Under the deal, Berkshire Hathaway purchased 50,000 preferred shares, which provided $500 million in annual dividends, and warrants. Goldman Sachs redeemed the preferred shares in 2011 at a 10 percent premium, paying an additional $500 million.
To tango with Berkshire Hathaway cost Goldman Sachs dearly, according to
Reuters, which notes that just the dividends amount to about $15 per second.
Two years after Berkshire Hathaway invested in Bank of America, Buffett has also reported a $5.2 billion dollar paper profit from that move, according to
Business Insider.
Buffett's lifelines throughout the financial industry total about $24 billion, "one of the boldest and most successful bets" made on the U.S. financial sector.
To illustrate Buffett's investing prowess, The Journal points out that having raked in $10 billion already, the pre-tax income on his crisis-era investments is 40 percent. The U.S. government invested $420 billion in the Troubled Asset Relief Program (TARP) and its $50 billion dollar return amounts to only 12 percent so far.

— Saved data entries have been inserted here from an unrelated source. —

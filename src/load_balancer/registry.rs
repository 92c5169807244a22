//! Peer registry.
//!
//! # Responsibilities
//! - Own the ordered peer list of one upstream group
//! - Keep aggregate metadata (total weight, single-peer flag) consistent
//! - Guard all peer bookkeeping behind one reader/writer lock
//! - Swap the peer list on reconfiguration, numbering each list with a
//!   generation so in-flight requests can find their peers again
//!
//! # Design Decisions
//! - Peer order is significant: it defines the layout of the weight space
//! - A selection attempt holds the write lock for its whole duration so the
//!   weight walk and health checks see one consistent snapshot

use std::net::SocketAddr;
use std::sync::Arc;
use std::sync::{RwLock, RwLockReadGuard, RwLockWriteGuard};
use std::time::Instant;

use crate::config::validation::validate_upstream;
use crate::config::{ConfigError, UpstreamConfig, ValidationError};
use crate::load_balancer::peer::{Peer, PeerSnapshot};

/// Peer list plus aggregate metadata. Only reachable through a registry guard.
#[derive(Debug)]
pub struct Peers {
    list: Vec<Peer>,
    total_weight: u32,
    single: bool,
    generation: u64,
    /// Where each peer of the previous generation went; `None` if removed.
    previous: Vec<Option<usize>>,
}

/// A peer handed out to a request.
///
/// Stays meaningful after the registry is reconfigured: a stale handle is
/// resolved again by address and name.
#[derive(Debug, Clone, PartialEq, Eq)]
pub(crate) struct PeerHandle {
    generation: u64,
    index: usize,
    addr: SocketAddr,
    name: Arc<str>,
}

impl PeerHandle {
    pub(crate) fn index(&self) -> usize {
        self.index
    }
}

impl Peers {
    fn new(group: &str, list: Vec<Peer>) -> Result<Self, ConfigError> {
        if list.is_empty() {
            return Err(ConfigError::Validation(vec![ValidationError::NoPeers(
                group.to_string(),
            )]));
        }

        let mut errors = Vec::new();
        let mut total_weight: u32 = 0;
        for peer in &list {
            if peer.weight == 0 {
                errors.push(ValidationError::ZeroWeight {
                    group: group.to_string(),
                    peer: peer.name.to_string(),
                });
            }
            match total_weight.checked_add(peer.weight) {
                Some(sum) => total_weight = sum,
                None => {
                    errors.push(ValidationError::WeightOverflow(group.to_string()));
                    break;
                }
            }
        }
        if !errors.is_empty() {
            return Err(ConfigError::Validation(errors));
        }

        Ok(Self {
            single: list.len() == 1,
            list,
            total_weight,
            generation: 0,
            previous: Vec::new(),
        })
    }

    pub fn list(&self) -> &[Peer] {
        &self.list
    }

    pub fn get(&self, index: usize) -> Option<&Peer> {
        self.list.get(index)
    }

    pub fn get_mut(&mut self, index: usize) -> Option<&mut Peer> {
        self.list.get_mut(index)
    }

    pub(crate) fn list_mut(&mut self) -> &mut [Peer] {
        &mut self.list
    }

    pub fn len(&self) -> usize {
        self.list.len()
    }

    pub fn is_empty(&self) -> bool {
        self.list.is_empty()
    }

    pub fn total_weight(&self) -> u32 {
        self.total_weight
    }

    /// Exactly one peer configured.
    pub fn is_single(&self) -> bool {
        self.single
    }

    /// Bumped by every reconfiguration.
    pub fn generation(&self) -> u64 {
        self.generation
    }

    /// New positions of the previous generation's peers.
    pub(crate) fn previous_positions(&self) -> &[Option<usize>] {
        &self.previous
    }

    pub(crate) fn handle(&self, index: usize) -> PeerHandle {
        let peer = &self.list[index];
        PeerHandle {
            generation: self.generation,
            index,
            addr: peer.addr,
            name: peer.name.clone(),
        }
    }

    /// Current index of a handed-out peer, `None` once it was removed.
    pub(crate) fn resolve(&self, handle: &PeerHandle) -> Option<usize> {
        if handle.generation == self.generation {
            return (handle.index < self.list.len()).then_some(handle.index);
        }
        self.list
            .iter()
            .position(|p| p.addr == handle.addr && p.name == handle.name)
    }

    /// Index of the peer whose weight slice contains `offset`.
    ///
    /// `offset` must be below `total_weight`.
    pub fn position_of(&self, mut offset: u32) -> usize {
        for (index, peer) in self.list.iter().enumerate() {
            if offset < peer.weight {
                return index;
            }
            offset -= peer.weight;
        }
        self.list.len() - 1
    }
}

/// Shared, lock-guarded peer list of one upstream group.
#[derive(Debug)]
pub struct PeerRegistry {
    name: String,
    peers: RwLock<Peers>,
}

impl PeerRegistry {
    /// Create a registry from an explicit peer list.
    pub fn new(name: impl Into<String>, peers: Vec<Peer>) -> Result<Self, ConfigError> {
        let name = name.into();
        let peers = Peers::new(&name, peers)?;
        Ok(Self {
            name,
            peers: RwLock::new(peers),
        })
    }

    /// Create a registry from upstream configuration.
    pub fn from_config(config: &UpstreamConfig) -> Result<Self, ConfigError> {
        Self::new(config.name.clone(), peers_from_config(config)?)
    }

    /// Group name.
    pub fn name(&self) -> &str {
        &self.name
    }

    /// Acquire the exclusive lock. Dropping the guard unlocks.
    pub fn write(&self) -> RwLockWriteGuard<'_, Peers> {
        self.peers.write().expect("peer registry lock poisoned")
    }

    /// Acquire the shared lock.
    pub fn read(&self) -> RwLockReadGuard<'_, Peers> {
        self.peers.read().expect("peer registry lock poisoned")
    }

    pub fn len(&self) -> usize {
        self.read().len()
    }

    pub fn is_empty(&self) -> bool {
        self.read().is_empty()
    }

    pub fn total_weight(&self) -> u32 {
        self.read().total_weight()
    }

    pub fn is_single(&self) -> bool {
        self.read().is_single()
    }

    pub fn snapshot(&self) -> Vec<PeerSnapshot> {
        let now = Instant::now();
        self.read().list().iter().map(|p| p.snapshot(now)).collect()
    }

    /// Replace the peer list in place.
    ///
    /// Peers whose name and address are unchanged keep their failure and
    /// connection bookkeeping.
    pub fn reconfigure(&self, config: &UpstreamConfig) -> Result<(), ConfigError> {
        let mut list = peers_from_config(config)?;

        let mut peers = self.write();
        let mut previous = vec![None; peers.len()];
        for (index, peer) in list.iter_mut().enumerate() {
            if let Some(old) = peers
                .list()
                .iter()
                .position(|old| old.addr == peer.addr && old.name == peer.name)
            {
                peer.inherit(&peers.list()[old]);
                previous[old] = Some(index);
            }
        }

        let mut next = Peers::new(&self.name, list)?;
        next.generation = peers.generation + 1;
        next.previous = previous;
        *peers = next;

        tracing::info!(
            group = %self.name,
            generation = peers.generation,
            peers = peers.len(),
            total_weight = peers.total_weight(),
            "Peer registry reconfigured"
        );
        Ok(())
    }
}

fn peers_from_config(config: &UpstreamConfig) -> Result<Vec<Peer>, ConfigError> {
    validate_upstream(config).map_err(ConfigError::Validation)?;

    let mut list = Vec::with_capacity(config.peers.len());
    for peer in &config.peers {
        let addr: SocketAddr = peer.address.parse().map_err(|_| {
            ConfigError::Validation(vec![ValidationError::InvalidAddress {
                group: config.name.clone(),
                address: peer.address.clone(),
            }])
        })?;
        list.push(Peer::from_config(peer, addr));
    }
    Ok(list)
}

"Be fearful when others are greedy, and be greedy when others are fearful," Buffett advises. The Journal says he believes, "you make your best buys when people are overwhelmingly fearful," as they were during the financial crisis.
"In terms of simple profitability, an average investor could have done just as well [as Berkshire] investing in the stock market if they bought during the panic period," Buffett says.
And though the markets are again plagued with uncertainty, Buffett plans to plow much of the money Berkshire Hathaway has earned back into new investments. Because "it's still better to have equities than cash," he tells The Journal.